Conformation search performance with XedeX

We did some work a year or two back looking at the various options in XedeX and what their values should be for optimal conformation hunt performance. Of course, to do this you need to define a metric! The general consensus in the literature seems to be that the best metric (at least in a virtual screening context) is to take a bunch of PDB ligands, generate conformers for them from a 1D or 2D input, and see how close you got to the bioactive conformation. There are a few problems with this:

  • The PDB is full of badly-refined and badly-specified ligands
  • The test is very sensitive to how many conformers you generate (an exhaustive systematic search with a one-degree increment is bound to find the right answer, but isn’t a very useful method).
  • The use of RMSD as a metric has problems, in that it’s size sensitive. An RMS error of 2.0A is quite different for a fragment (lousy) and for a tetrapeptide (not bad, actually).

Still, it’s the best suggestion out there, so that’s what we did. The original work was rather long and complicated, so we’ll probably describe it in a later post. The quick summary is that tweaking the options gave a new “default” set that performs significantly better than the original, so FieldScreen was upgraded to use that.

A recent paper from the OpenEye guys presented a new data set for this sort of analysis, in which the protein structures were carefully selected to remove the issue of comparing molecules to bad reference conformations. Accordingly, we felt it was worth revisiting our analysis to make sure that we hadn’t been misled by dodgy datasets previously! We had a few problems sorting out the data set: some of the ligands in the data set we felt were inappropriate as they were covalently bound, and there were a few others where the original authors’ structures differed from our interpretation and we had to go back to the original papers to work out what the true structure of the ligand actually was. Thrashing through these issues cut the data set size from 197 down to 192, of which 20 or so are modified from the original data set.

Overall our performance and Omega’s are fairly similar:

Method <0.25 <0.5 <0.75 <1.0 <1.25 <1.5 <2.0
Omega (200 confs) 9.6 50 71.3 83.0 87.2 92.6 96.8
Xedex (200 confs) 11.6 52 68.0 81.8 88.5 93.6 97.6

The numbers in the table are % correct to within the given RMSD threshold – we’ve expressed it as a percentage rather than as absolute numbers as the xedex results are over 5 repeat runs with different random number seeds – it’s a stochastic method. The relative values from the two programs are intriguing: Xedex gets more molecules completely correct (RMSD<0.25), Omega slightly outperforms in the mid-range, and the two are more-or-less the same at the “wrong” end. These results should be taken with a pinch of salt, however, as the data sets weren’t exactly equivalent (due to the problems mentioned above).

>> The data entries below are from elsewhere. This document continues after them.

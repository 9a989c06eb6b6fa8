use std::cell::Cell;
use std::rc::Rc;
use swaypane_core::{ElementId, Point};

#[derive(Clone, Copy, Debug, PartialEq, Eq)]
pub enum PointerEventKind {
    Down,
    Move,
    Up,
    Cancel,
    /// Mouse entered the element (hover capable hosts only).
    Enter,
    /// Mouse left the element.
    Leave,
}

#[derive(Clone, Copy, Debug, PartialEq, Eq, Default)]
pub enum PointerSource {
    #[default]
    Touch,
    Mouse,
}

/// Host pointer event after normalisation.
///
/// `touches` is the number of contacts on the surface: for `Down`/`Move`
/// including this one, for `Up` the contacts that remain.
///
/// The two default-action flags are shared through `Rc<Cell>` so every copy
/// handed to a handler reports back to the host event it came from.
#[derive(Clone, Debug)]
pub struct PointerEvent {
    pub kind: PointerEventKind,
    pub source: PointerSource,
    pub position: Point,
    pub touches: u32,
    pub target: Option<ElementId>,
    /// Target is a text input or textarea.
    pub target_editable: bool,
    pub timestamp_ms: u64,
    default_prevented: Rc<Cell<bool>>,
    propagation_stopped: Rc<Cell<bool>>,
}

impl PointerEvent {
    pub fn new(kind: PointerEventKind, position: Point, timestamp_ms: u64) -> Self {
        let touches = match kind {
            PointerEventKind::Down | PointerEventKind::Move => 1,
            _ => 0,
        };
        Self {
            kind,
            source: PointerSource::Touch,
            position,
            touches,
            target: None,
            target_editable: false,
            timestamp_ms,
            default_prevented: Rc::new(Cell::new(false)),
            propagation_stopped: Rc::new(Cell::new(false)),
        }
    }

    pub fn with_touches(mut self, touches: u32) -> Self {
        self.touches = touches;
        self
    }

    pub fn with_target(mut self, target: ElementId) -> Self {
        self.target = Some(target);
        self
    }

    pub fn with_editable_target(mut self, editable: bool) -> Self {
        self.target_editable = editable;
        self
    }

    pub fn with_source(mut self, source: PointerSource) -> Self {
        self.source = source;
        self
    }

    pub fn prevent_default(&self) {
        self.default_prevented.set(true);
    }

    pub fn is_default_prevented(&self) -> bool {
        self.default_prevented.get()
    }

    pub fn stop_propagation(&self) {
        self.propagation_stopped.set(true);
    }

    pub fn is_propagation_stopped(&self) -> bool {
        self.propagation_stopped.get()
    }
}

A few interesting things fell out from looking at XedeX’s performance on this data set. Firstly, your chance of finding the bioactive conformation goes down as the number of rotatable bonds goes up:

Graph of RMSD vs rotatable bond count

Or, if you prefer, the same thing using a field similarity measure instead of RMSD:

Well, no surprise you say, as the more rotatable bonds a molecule has, the larger its conformation space is and the less likely you are to find a conformer close to the bioactive one. However, apparently this is not true for Omega (personal communication from Openeye). This is rather surprising: the only explanation I can think of is that their rule-based algorithm has the potential both to get some small molecules very wrong (if their bioactive conformation has torsions which just plain aren’t in the torsion rules database), and to get some larger molecules more right (if said large molecules’ torsions are all very close to the values in the torsion database, then you have a chance of generating the bioactive conformation almost exactly, which is much harder to do with a stochastic search method.

The second thing we looked at was which molecules Xedex struggled on i.e the ones where the RMSD was high but the rotatable bond count was low. The one that stands out is 1s63, which has 5 rotatable bonds but we only get to ~1.45A from the bioactive conformation. Viewing the bioactive conformation made it clear what was going on:

1s63 bioactive conformation

There’s a beautiful cation-π interaction holding the molecule in a folded conformation. The XED force field does cation-π interactions really very well indeed, so you’d think that this would be easy to find. However, the standard XedeX conditions use a modified version of the XED force field in which long-range electrostatic and attractive vdW forces are turned off (as a very quick approximation to a solvation model), and this has the side effect of neglecting intramolecular H-bonding. Omega apparently does something similar, and it gets 1.7A RMSD on this molecule. If you run XedeX with the full force field, then you get the right answer (0.41A RMSD).  This is the tradeoff you make with the modified force field – you get better answers for most molecules, but you lose out on anything with a structural intramolecular H-bond. Running with a “proper” solvation model would help solve this, but is just too slow.